* [Records for processing]:
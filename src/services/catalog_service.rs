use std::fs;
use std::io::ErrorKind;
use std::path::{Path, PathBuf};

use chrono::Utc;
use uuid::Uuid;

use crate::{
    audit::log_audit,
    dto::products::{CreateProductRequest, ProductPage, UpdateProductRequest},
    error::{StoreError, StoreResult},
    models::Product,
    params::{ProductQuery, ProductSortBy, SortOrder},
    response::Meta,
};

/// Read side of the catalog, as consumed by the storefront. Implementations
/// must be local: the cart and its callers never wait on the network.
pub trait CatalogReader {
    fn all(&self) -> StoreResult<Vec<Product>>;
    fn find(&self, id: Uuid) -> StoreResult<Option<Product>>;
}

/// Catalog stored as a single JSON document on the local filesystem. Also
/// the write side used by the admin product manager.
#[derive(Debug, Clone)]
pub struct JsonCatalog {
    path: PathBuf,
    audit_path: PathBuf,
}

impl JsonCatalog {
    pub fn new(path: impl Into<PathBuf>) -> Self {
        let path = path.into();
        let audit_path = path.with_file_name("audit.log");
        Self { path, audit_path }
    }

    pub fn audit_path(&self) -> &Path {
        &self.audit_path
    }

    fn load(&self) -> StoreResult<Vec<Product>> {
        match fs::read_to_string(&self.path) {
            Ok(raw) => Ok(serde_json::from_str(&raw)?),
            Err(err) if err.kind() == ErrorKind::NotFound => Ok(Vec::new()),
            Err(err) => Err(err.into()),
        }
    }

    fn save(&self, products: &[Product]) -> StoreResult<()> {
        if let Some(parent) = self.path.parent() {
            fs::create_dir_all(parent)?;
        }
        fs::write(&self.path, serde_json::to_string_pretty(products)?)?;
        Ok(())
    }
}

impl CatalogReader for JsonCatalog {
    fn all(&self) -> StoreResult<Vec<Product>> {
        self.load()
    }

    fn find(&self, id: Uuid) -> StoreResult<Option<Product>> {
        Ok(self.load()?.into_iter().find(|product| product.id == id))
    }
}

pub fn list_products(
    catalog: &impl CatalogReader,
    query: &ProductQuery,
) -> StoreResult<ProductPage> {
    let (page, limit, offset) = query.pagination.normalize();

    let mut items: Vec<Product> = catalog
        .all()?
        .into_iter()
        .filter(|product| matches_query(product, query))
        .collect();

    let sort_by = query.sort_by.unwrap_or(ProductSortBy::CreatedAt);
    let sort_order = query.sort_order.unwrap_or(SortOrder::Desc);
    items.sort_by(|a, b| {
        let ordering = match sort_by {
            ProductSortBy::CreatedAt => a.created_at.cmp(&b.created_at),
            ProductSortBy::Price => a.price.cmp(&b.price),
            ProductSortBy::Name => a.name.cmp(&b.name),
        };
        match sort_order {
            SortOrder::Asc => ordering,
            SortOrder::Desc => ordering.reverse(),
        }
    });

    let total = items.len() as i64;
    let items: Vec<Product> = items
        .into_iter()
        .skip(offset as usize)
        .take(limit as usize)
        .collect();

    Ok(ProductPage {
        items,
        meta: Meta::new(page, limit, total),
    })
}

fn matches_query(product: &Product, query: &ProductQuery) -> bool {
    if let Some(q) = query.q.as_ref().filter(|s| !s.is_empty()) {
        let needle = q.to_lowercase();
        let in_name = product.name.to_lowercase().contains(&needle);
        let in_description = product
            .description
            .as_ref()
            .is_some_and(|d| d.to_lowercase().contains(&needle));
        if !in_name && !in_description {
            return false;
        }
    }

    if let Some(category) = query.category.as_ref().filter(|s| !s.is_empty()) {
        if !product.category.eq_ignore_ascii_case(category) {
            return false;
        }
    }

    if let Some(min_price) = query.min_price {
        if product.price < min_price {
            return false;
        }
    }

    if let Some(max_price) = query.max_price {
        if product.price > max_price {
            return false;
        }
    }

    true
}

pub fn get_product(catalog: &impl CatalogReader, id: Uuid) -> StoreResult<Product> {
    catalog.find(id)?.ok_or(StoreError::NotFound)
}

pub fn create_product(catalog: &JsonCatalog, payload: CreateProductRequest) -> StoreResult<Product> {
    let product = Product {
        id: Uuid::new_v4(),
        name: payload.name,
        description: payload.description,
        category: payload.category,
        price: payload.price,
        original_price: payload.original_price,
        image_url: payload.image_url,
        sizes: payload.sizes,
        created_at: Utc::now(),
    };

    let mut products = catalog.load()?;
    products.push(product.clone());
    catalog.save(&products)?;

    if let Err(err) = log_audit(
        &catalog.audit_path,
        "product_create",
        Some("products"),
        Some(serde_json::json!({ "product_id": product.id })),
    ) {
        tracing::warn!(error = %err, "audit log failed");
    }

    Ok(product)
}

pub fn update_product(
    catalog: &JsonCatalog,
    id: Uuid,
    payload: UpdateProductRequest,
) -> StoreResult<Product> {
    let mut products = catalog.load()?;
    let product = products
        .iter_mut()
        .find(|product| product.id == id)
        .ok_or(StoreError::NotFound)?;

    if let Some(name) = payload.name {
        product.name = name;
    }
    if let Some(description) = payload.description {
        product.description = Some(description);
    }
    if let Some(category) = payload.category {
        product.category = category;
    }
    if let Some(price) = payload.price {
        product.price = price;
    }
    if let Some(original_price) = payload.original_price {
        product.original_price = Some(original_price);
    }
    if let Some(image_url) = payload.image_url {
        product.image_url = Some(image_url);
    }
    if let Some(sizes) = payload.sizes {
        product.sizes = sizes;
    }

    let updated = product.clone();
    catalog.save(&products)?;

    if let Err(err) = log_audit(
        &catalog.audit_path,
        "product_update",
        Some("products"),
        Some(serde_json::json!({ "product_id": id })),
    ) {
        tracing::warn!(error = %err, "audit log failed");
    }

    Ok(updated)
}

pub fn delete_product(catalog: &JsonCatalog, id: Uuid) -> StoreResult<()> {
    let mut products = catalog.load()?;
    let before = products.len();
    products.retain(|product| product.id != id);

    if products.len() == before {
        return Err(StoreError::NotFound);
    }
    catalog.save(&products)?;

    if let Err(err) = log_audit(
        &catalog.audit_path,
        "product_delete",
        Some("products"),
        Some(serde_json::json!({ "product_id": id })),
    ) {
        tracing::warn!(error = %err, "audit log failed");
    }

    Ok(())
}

---

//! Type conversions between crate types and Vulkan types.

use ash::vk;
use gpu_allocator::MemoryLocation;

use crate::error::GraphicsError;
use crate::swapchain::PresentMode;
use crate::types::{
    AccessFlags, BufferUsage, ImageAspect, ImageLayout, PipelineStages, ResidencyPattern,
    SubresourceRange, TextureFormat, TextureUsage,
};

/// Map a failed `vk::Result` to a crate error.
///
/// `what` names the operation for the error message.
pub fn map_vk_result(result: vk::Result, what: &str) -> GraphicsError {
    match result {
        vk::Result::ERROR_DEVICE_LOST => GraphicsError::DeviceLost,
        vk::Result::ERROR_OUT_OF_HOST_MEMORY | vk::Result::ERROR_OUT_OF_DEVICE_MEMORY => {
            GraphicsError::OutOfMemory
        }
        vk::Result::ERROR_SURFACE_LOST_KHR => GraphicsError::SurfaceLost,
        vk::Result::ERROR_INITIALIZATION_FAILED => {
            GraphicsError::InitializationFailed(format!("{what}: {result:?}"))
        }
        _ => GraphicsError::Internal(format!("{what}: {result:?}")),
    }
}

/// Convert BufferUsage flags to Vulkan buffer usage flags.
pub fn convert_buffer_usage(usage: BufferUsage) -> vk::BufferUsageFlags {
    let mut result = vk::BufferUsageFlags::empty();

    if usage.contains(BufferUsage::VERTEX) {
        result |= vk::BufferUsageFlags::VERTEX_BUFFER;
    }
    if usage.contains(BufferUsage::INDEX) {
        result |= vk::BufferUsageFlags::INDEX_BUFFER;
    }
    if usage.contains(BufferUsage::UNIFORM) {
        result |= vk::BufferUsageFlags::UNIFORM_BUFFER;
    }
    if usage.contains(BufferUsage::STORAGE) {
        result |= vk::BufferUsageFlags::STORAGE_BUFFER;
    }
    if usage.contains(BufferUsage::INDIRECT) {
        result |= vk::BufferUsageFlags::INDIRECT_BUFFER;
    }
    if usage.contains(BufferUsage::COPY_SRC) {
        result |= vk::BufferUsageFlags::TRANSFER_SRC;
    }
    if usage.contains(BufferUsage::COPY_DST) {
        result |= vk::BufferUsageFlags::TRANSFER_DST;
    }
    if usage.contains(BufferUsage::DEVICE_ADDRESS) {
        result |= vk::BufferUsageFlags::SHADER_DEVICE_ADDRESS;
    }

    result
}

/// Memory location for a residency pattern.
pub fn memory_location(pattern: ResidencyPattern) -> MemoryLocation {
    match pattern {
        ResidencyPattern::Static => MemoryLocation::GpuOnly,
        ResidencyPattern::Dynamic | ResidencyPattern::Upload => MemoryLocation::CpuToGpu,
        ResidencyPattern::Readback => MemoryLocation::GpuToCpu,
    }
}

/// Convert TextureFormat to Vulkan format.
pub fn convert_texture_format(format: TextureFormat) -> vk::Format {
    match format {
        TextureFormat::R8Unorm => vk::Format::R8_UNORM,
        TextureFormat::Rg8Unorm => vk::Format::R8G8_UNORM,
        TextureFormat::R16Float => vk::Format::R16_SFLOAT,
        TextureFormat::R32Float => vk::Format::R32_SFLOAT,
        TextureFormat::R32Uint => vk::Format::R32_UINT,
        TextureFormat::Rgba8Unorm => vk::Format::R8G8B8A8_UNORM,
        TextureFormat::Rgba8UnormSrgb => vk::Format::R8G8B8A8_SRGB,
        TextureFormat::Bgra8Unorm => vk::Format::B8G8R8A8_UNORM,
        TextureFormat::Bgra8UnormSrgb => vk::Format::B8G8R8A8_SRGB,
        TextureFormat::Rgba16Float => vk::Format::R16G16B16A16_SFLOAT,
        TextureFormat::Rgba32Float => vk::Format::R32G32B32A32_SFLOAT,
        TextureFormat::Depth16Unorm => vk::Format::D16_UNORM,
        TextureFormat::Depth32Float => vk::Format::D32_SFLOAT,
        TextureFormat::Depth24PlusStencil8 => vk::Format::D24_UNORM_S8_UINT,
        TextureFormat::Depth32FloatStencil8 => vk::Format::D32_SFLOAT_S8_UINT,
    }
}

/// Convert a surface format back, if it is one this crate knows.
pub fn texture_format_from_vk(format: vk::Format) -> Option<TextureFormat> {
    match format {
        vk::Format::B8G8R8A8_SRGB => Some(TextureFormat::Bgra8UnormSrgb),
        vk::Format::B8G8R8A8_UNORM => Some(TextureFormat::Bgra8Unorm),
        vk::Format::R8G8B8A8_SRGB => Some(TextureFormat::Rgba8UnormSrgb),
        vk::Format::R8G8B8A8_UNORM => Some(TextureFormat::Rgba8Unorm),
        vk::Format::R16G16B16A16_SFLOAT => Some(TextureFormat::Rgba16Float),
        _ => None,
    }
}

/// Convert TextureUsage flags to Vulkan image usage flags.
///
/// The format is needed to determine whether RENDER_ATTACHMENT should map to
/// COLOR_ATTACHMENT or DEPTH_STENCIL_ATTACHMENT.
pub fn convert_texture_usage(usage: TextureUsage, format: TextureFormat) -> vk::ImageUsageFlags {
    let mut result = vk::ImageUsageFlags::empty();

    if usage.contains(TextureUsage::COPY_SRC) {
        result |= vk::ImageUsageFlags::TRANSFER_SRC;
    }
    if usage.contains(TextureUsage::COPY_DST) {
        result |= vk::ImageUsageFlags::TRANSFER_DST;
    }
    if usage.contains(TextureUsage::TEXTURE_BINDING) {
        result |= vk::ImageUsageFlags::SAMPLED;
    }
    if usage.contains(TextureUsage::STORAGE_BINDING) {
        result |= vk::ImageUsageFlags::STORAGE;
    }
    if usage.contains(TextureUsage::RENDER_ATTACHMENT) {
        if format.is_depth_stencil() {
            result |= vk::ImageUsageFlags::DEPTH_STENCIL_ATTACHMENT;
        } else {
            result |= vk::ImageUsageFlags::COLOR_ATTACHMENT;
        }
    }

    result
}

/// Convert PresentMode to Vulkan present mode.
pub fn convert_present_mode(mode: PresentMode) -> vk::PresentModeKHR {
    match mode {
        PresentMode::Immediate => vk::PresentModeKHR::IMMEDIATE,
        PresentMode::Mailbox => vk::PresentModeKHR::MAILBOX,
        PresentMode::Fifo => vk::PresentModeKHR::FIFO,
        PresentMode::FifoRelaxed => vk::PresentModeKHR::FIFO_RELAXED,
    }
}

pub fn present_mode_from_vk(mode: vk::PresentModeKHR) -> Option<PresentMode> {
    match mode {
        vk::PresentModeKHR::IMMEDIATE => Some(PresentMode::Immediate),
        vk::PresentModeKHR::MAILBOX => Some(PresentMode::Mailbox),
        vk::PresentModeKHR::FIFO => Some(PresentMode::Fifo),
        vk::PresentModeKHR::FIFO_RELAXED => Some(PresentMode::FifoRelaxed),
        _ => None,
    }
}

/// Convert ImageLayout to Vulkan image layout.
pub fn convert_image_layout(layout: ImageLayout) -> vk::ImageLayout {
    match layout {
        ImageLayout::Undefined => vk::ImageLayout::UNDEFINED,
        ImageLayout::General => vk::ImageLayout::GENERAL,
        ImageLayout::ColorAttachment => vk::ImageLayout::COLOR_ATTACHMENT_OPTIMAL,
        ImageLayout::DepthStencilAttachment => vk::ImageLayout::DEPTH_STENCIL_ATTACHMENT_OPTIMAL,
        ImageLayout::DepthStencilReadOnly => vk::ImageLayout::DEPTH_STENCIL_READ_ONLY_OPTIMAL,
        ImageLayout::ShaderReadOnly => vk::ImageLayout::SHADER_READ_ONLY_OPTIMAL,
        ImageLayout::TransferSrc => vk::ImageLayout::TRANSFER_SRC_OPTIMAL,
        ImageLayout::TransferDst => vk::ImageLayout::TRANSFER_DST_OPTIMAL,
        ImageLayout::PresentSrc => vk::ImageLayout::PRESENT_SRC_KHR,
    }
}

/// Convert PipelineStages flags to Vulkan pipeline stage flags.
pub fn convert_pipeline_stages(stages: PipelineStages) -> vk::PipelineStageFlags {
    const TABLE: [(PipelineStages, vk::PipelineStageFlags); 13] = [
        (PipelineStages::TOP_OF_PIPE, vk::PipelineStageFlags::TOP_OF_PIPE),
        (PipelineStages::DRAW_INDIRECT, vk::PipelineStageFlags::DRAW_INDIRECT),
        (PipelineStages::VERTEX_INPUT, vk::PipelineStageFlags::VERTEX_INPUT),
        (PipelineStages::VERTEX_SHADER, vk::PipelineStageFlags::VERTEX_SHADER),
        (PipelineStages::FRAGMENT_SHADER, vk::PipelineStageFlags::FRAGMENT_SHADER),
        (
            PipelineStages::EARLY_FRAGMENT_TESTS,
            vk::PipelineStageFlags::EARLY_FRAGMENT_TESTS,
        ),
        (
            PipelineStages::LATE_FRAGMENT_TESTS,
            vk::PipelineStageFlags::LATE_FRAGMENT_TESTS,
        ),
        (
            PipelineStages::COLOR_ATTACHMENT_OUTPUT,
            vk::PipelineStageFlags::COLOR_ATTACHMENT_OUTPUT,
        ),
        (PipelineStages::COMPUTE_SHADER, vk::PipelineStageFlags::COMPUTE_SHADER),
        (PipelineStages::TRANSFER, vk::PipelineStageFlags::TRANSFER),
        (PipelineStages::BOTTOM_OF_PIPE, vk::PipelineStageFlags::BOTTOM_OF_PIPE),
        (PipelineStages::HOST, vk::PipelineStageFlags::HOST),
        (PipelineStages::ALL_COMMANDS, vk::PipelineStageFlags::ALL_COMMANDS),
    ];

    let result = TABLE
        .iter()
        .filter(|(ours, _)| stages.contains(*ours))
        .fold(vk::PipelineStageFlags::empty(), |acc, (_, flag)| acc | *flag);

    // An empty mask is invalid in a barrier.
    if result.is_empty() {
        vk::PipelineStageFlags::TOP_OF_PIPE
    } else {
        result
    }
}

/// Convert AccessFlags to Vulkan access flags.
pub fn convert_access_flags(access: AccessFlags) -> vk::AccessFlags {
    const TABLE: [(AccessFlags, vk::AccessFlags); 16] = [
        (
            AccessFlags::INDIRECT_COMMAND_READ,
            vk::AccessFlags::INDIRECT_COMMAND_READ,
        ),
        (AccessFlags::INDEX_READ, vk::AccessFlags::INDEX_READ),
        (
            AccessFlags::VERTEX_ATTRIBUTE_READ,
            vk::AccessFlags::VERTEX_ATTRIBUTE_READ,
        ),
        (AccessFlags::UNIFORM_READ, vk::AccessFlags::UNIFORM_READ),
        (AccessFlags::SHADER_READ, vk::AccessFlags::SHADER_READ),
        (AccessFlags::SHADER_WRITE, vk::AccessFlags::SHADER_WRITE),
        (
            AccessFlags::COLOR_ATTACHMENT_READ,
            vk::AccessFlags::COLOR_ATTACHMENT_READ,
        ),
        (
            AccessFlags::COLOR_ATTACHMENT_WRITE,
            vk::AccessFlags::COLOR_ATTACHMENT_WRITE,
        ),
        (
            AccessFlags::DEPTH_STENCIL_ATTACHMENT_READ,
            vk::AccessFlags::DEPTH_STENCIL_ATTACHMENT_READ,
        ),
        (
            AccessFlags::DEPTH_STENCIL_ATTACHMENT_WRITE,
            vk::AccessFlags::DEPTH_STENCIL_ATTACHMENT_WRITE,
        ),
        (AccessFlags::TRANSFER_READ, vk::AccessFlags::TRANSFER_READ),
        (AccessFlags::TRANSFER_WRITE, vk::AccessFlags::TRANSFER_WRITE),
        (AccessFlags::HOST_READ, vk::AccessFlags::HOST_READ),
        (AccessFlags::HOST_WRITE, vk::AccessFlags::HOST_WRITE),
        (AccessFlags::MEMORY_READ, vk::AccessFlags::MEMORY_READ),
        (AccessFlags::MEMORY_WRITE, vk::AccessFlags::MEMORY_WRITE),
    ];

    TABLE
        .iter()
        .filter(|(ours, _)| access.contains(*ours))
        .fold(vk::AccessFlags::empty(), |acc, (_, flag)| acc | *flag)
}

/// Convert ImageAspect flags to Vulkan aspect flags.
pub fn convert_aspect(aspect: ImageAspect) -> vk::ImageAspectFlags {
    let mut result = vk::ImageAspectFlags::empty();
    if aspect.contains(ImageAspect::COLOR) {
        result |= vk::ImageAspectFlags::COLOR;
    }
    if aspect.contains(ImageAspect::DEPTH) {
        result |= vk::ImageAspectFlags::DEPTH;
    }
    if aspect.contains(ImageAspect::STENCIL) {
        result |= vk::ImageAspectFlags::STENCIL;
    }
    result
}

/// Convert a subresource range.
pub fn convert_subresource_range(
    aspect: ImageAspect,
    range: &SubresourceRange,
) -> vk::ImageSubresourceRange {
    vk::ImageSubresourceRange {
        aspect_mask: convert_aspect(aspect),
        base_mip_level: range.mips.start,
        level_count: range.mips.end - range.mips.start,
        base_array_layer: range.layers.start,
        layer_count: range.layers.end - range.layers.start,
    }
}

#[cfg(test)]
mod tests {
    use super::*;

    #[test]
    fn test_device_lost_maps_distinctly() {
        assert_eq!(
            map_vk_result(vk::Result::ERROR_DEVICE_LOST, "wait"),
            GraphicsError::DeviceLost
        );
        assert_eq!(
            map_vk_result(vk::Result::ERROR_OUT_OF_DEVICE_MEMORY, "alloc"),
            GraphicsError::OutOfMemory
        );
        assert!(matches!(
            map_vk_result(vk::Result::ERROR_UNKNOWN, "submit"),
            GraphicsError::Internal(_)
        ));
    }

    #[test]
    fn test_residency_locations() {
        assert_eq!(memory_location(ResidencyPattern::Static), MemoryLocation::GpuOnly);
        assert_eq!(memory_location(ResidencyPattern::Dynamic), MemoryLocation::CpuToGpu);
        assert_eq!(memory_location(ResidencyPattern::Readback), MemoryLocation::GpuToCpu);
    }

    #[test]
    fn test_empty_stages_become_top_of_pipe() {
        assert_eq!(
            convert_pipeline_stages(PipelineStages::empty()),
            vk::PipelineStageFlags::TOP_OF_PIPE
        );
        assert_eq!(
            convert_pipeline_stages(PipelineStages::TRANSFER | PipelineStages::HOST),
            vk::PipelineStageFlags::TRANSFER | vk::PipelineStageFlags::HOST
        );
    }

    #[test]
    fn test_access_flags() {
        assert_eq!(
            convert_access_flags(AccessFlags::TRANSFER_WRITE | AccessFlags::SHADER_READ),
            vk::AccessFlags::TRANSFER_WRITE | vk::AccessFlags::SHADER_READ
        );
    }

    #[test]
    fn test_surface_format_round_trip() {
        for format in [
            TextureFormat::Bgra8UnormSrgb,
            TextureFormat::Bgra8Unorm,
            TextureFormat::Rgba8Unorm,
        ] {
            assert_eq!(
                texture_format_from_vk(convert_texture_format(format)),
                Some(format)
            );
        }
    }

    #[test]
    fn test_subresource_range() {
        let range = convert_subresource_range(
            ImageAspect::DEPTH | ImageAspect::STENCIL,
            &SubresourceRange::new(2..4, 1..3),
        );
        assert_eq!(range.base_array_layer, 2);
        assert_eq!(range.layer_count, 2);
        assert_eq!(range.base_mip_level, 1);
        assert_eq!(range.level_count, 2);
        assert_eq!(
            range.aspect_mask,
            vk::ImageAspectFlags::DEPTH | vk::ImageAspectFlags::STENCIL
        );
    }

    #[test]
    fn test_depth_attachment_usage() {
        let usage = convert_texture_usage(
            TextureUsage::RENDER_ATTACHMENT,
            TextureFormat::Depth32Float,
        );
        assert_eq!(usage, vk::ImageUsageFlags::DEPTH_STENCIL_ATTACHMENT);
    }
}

* [Exercise objective]: From the records, determine the number of lines holding the word "ImageUsageFlags", and state that number only.

* [Solved exercise]: 9